Membangkitkan
Kemandirian, Cinta Produksi Dalam Negeri Ginandjar Kartasasmita ; Menteri Muda Urusan Peningkatan Penggunaan Produksi Dalam
Negeri/Kepala BKPM, 1983-1988 |
KOMPAS,
15 Maret
2021
Beberapa waktu yang lalu Presiden Joko
Widodo melontarkan sebuah ucapan yang cukup menggegerkan, dan menjadi
”trending topic” di beberapa media, baik media konvensional maupun, dan
terutama, media daring, yaitu ”benci produksi luar negeri”. Ada yang mendukung tetapi tidak sedikit
juga yang mempertanyakan, bahkan dengan nada cemooh; yang menjadi obyek
adalah penggunaan kata ”benci”. Sebetulnya kalau secara jernih kita simak,
semangatnya adalah mencintai dan mendahulukan penggunaan produksi dalam negeri. Penggunaan kata ”benci” adalah sebuah
penekanan dan tak perlu diartikan secara harfiah. Karena, bukan hanya
Presiden, semua orang tahu bahwa dalam ekonomi modern, apalagi dalam dunia
yang menganut paham perdagangan bebas, tak dapat dihindari masuk keluarnya
barang, ada barang yang kita ekspor, ada barang yang kita impor. Banyak barang impor, artinya produksi luar
negeri, yang kita perlukan untuk ekonomi dan kebutuhan rakyat, misalnya
peralatan dan suku cadang serta bahan baku industri yang tidak dapat
dihasilkan di dalam negeri. Misalnya kapas (cotton), untuk bahan baku tekstil
tidak dapat diproduksi di dalam negeri. Juga salah satu makanan pokok rakyat kecil,
yaitu tempe, tahu, kecap, dan di Jawa Barat oncom, bahan bakunya kedelai,
harus kita impor. Demikian pula makanan yang sudah sangat merakyat, yaitu mi,
dan bagi yang lebih mapan roti, bahan bakunya gandum, tidak pernah bisa
produksi di Indonesia. Kecuali teknologi nanti di kemudian hari memungkinkan
sejumlah tumbuhan tersebut dapat tumbuh dengan baik di Tanah Air kita. Bahkan, beras, gula, garam, dan bawang
harus kita impor untuk memenuhi kebutuhan dalam negeri. Dulu di masa Orde
Baru kita pernah swasembada beras. Namun sekarang Indonesia adalah salah satu
negara pengimpor beras terbesar di dunia. Dan banyak contoh lagi di luar bidang
pertanian; di bidang industri, transportasi, dan farmasi banyak peralatan
serta suku cadang dan bahan baku yang masih harus diimpor.
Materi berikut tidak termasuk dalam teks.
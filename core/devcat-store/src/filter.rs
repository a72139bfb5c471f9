//! Attribute-path filters.
//!
//! A filter walks a dot-separated path (`meta.serial`, `resources.0.name`)
//! into the JSON form of each entity or resource and compares the scalar it
//! finds with the requested value.

use devcat_types::{CatalogError, CatalogKind, CatalogResult, Entity, Resource};
use serde_json::Value;
use std::fmt;
use std::str::FromStr;

/// What a filter runs over and what it returns.
#[derive(Debug, Clone, Copy, PartialEq, Eq)]
pub enum FilterTarget {
    /// First matching entity.
    Entity,
    /// A page of matching entities.
    Entities,
    /// First matching resource.
    Resource,
    /// A page of matching resources, returned as their owning entities.
    Resources,
}

impl FilterTarget {
    /// Parses the `type` segment of a filter request.
    ///
    /// The entity words follow the catalog kind (`device`/`devices` or
    /// `service`/`services`); `entity`/`entities` are accepted for both.
    pub fn parse(word: &str, kind: CatalogKind) -> CatalogResult<Self> {
        match word {
            "resource" => Ok(Self::Resource),
            "resources" => Ok(Self::Resources),
            "entity" => Ok(Self::Entity),
            "entities" => Ok(Self::Entities),
            w if w == kind.entity_word() => Ok(Self::Entity),
            w if w == kind.collection_key() => Ok(Self::Entities),
            other => Err(CatalogError::InvalidInput(format!(
                "unsupported filter type: {other}"
            ))),
        }
    }
}

/// Comparison applied to the path-resolved value.
#[derive(Debug, Clone, Copy, PartialEq, Eq)]
pub enum FilterOp {
    Equals,
    Prefix,
    Suffix,
    Contains,
}

impl FilterOp {
    /// Whether `candidate` satisfies this operator against `value`.
    pub fn matches(self, candidate: &str, value: &str) -> bool {
        match self {
            Self::Equals => candidate == value,
            Self::Prefix => candidate.starts_with(value),
            Self::Suffix => candidate.ends_with(value),
            Self::Contains => candidate.contains(value),
        }
    }
}

impl FromStr for FilterOp {
    type Err = CatalogError;

    fn from_str(s: &str) -> Result<Self, Self::Err> {
        match s {
            "equals" => Ok(Self::Equals),
            "prefix" => Ok(Self::Prefix),
            "suffix" => Ok(Self::Suffix),
            "contains" => Ok(Self::Contains),
            other => Err(CatalogError::InvalidInput(format!(
                "unsupported filter operator: {other}"
            ))),
        }
    }
}

impl fmt::Display for FilterOp {
    fn fmt(&self, f: &mut fmt::Formatter<'_>) -> fmt::Result {
        f.write_str(match self {
            Self::Equals => "equals",
            Self::Prefix => "prefix",
            Self::Suffix => "suffix",
            Self::Contains => "contains",
        })
    }
}

/// Result of a path filter.
#[derive(Debug, Clone, PartialEq)]
pub enum FilterMatch {
    Entity(Entity),
    /// One page of entities plus the total number of matches.
    Entities { entities: Vec<Entity>, total: usize },
    Resource(Resource),
}

/// A parsed, ready-to-evaluate path predicate.
#[derive(Debug, Clone)]
pub(crate) struct PathPredicate<'a> {
    segments: Vec<&'a str>,
    op: FilterOp,
    value: &'a str,
}

impl<'a> PathPredicate<'a> {
    pub(crate) fn new(path: &'a str, op: &str, value: &'a str) -> CatalogResult<Self> {
        let segments: Vec<&str> = path.split('.').collect();
        if path.is_empty() || segments.iter().any(|s| s.is_empty()) {
            return Err(CatalogError::InvalidInput(format!(
                "invalid filter path: {path:?}"
            )));
        }
        Ok(Self {
            segments,
            op: op.parse()?,
            value,
        })
    }

    /// Evaluates the predicate against a JSON document.
    pub(crate) fn matches(&self, doc: &Value) -> bool {
        lookup(doc, &self.segments)
            .and_then(scalar_text)
            .is_some_and(|text| self.op.matches(&text, self.value))
    }
}

fn lookup<'v>(doc: &'v Value, segments: &[&str]) -> Option<&'v Value> {
    segments.iter().try_fold(doc, |node, segment| match node {
        Value::Object(map) => map.get(*segment),
        Value::Array(items) => segment.parse::<usize>().ok().and_then(|i| items.get(i)),
        _ => None,
    })
}

fn scalar_text(value: &Value) -> Option<String> {
    match value {
        Value::String(s) => Some(s.clone()),
        Value::Number(n) => Some(n.to_string()),
        Value::Bool(b) => Some(b.to_string()),
        Value::Null | Value::Array(_) | Value::Object(_) => None,
    }
}
//! Registration client and lease keepalive for the devcat catalog.
//!
//! # Components
//!
//! - **Client**: [`CatalogClient`] is the typed remote surface
//!   (get/add/update/delete/list); [`HttpCatalogClient`] speaks the catalog's
//!   HTTP API and [`client::mock`] provides an in-memory stand-in for tests
//! - **Discovery**: [`EndpointResolver`] turns a service type into a base URL
//! - **Keepalive**: [`KeepaliveController`] registers an entity, renews it
//!   before its TTL runs out, recovers from failures and deregisters on
//!   shutdown
//!
//! # Lifecycle
//!
//! ```text
//! UNREGISTERED → REGISTERED → RENEWING ⇄ FAILING → TERMINATED
//! ```
//!
//! A renewal task ticks at half the TTL. After `failure_threshold`
//! consecutive failures it stops and notifies the supervisor, which
//! re-resolves the endpoint, registers again and restarts renewal.

pub mod client;
pub mod discovery;
mod http;
mod keepalive;

pub use client::{CatalogClient, ClientFactory};
pub use discovery::{CatalogEndpoint, DEFAULT_SERVICE_TYPE, EndpointResolver, StaticResolver};
pub use http::{HttpCatalogClient, HttpClientFactory};
pub use keepalive::{
    DEFAULT_FAILURE_THRESHOLD, KeepaliveConfig, KeepaliveController, KeepaliveHandle,
    KeepaliveState, KeepaliveStatus, register,
};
Semua itu dipahami
kita-kita ini, dan tentunya Presiden juga mafhum. Yang ingin dan harus terus diingatkan:
jangan kita menggunakan produksi luar negeri yang sudah dapat diproduksi di
dalam negeri. Atau lebih jauh lagi, yang ada potensi untuk diproduksi di
dalam negeri tetapi kebiasaan impor menjadi penghalang pertumbuhannya. Dalam hal seperti ini kita harus mengekang
hasrat mengimpor dan memberikan kesempatan produksi dalam negeri untuk
berkembang. Boleh saja sebagai eufemisme kita gunakan istilah ”membenci” atau
”mengharamkan” produksi asing sebagai lawan kata ”mencintai” atau lebih
”menghalalkan” produksi dalam negeri. Saya punya pengalaman pribadi sebagai
seseorang yang dipercaya mengemban tanggung jawab itu pada tahun 1980-an
sebagai Menteri Muda Urusan Peningkatan Penggunaan Produksi Dalam Negeri
merangkap Kepala BKPM. Kampanye penggunaan produksi dalam negeri
pada masa itu tentu saja berdasar pada kepentingan ekonomi, yaitu memperoleh
nilai tambah, memperluas lapangan kerja, serta membangun landasan yang kokoh
bagi peningkatan produksi dan konsumsi nasional. Kemandirian Namun sesungguhnya dasar pemikirannya lebih
jauh lagi, yaitu membangun kemandirian. Dalam rubik Opini di harian ini, saya
pernah mengungkapkan kemandirian sebagai paham dasar dalam membangun, bukan
hanya ekonomi, melainkan karakter bangsa. Saya ingin mengulanginya untuk
generasi masa sekarang. Kemandirian adalah hakikat dari
kemerdekaan, yaitu hak setiap bangsa untuk menentukan nasibnya sendiri dan
menentukan apa yang terbaik bagi dirinya Oleh karena itu, pembangunan,
sebagai usaha untuk mengisi kemerdekaan haruslah pula upaya membangun
kemandirian Konsep kemandirian sesungguhnya bukanlah
ketersendirian dan keterisolasian. Dengan demikian, masalah kemandirian tidak
didasarkan pada paradigma ketergantungan yang banyak dibicarakan antara lain
di negara-negara Amerika Latin pada tahun 1950 dan 1960-an. Konsep ini telah
menyebabkan kegagalan pembangunan dan kebangkrutan di banyak negara di kala
itu. Kemandirian mengenal adanya kondisi saling
ketergantungan (interdependent) yang tidak dapat dihindari dalam kehidupan
bermasyarakat, baik masyarakat dalam suatu negara maupun masyarakat
bangsa-bangsa. Justru persoalan kemandirian itu timbul
oleh karena selalu adanya kondisi saling ketergantungan. Kemandirian dengan
demikian adalah paham yang proaktif, bukan reaktif atau defensif. Kemandirian merupakan konsep yang dinamis
karena mengenali bahwa kehidupan dan kondisi saling ketergantungan senantiasa
berubah, baik konstelasinya, perimbangannya, maupun nilai- nilai yang
mendasari dan memengaruhinya. Suatu bangsa dikatakan semakin mandiri
apabila semakin mampu mewujudkan kehidupannya yang sejajar dan sederajat
dengan bangsa lain dengan kekuatannya sendiri. Meskipun kemajuan dan kemandirian
mencerminkan perkembangan ekonomi suatu bangsa, ia tidak semata-mata konsep ekonomi.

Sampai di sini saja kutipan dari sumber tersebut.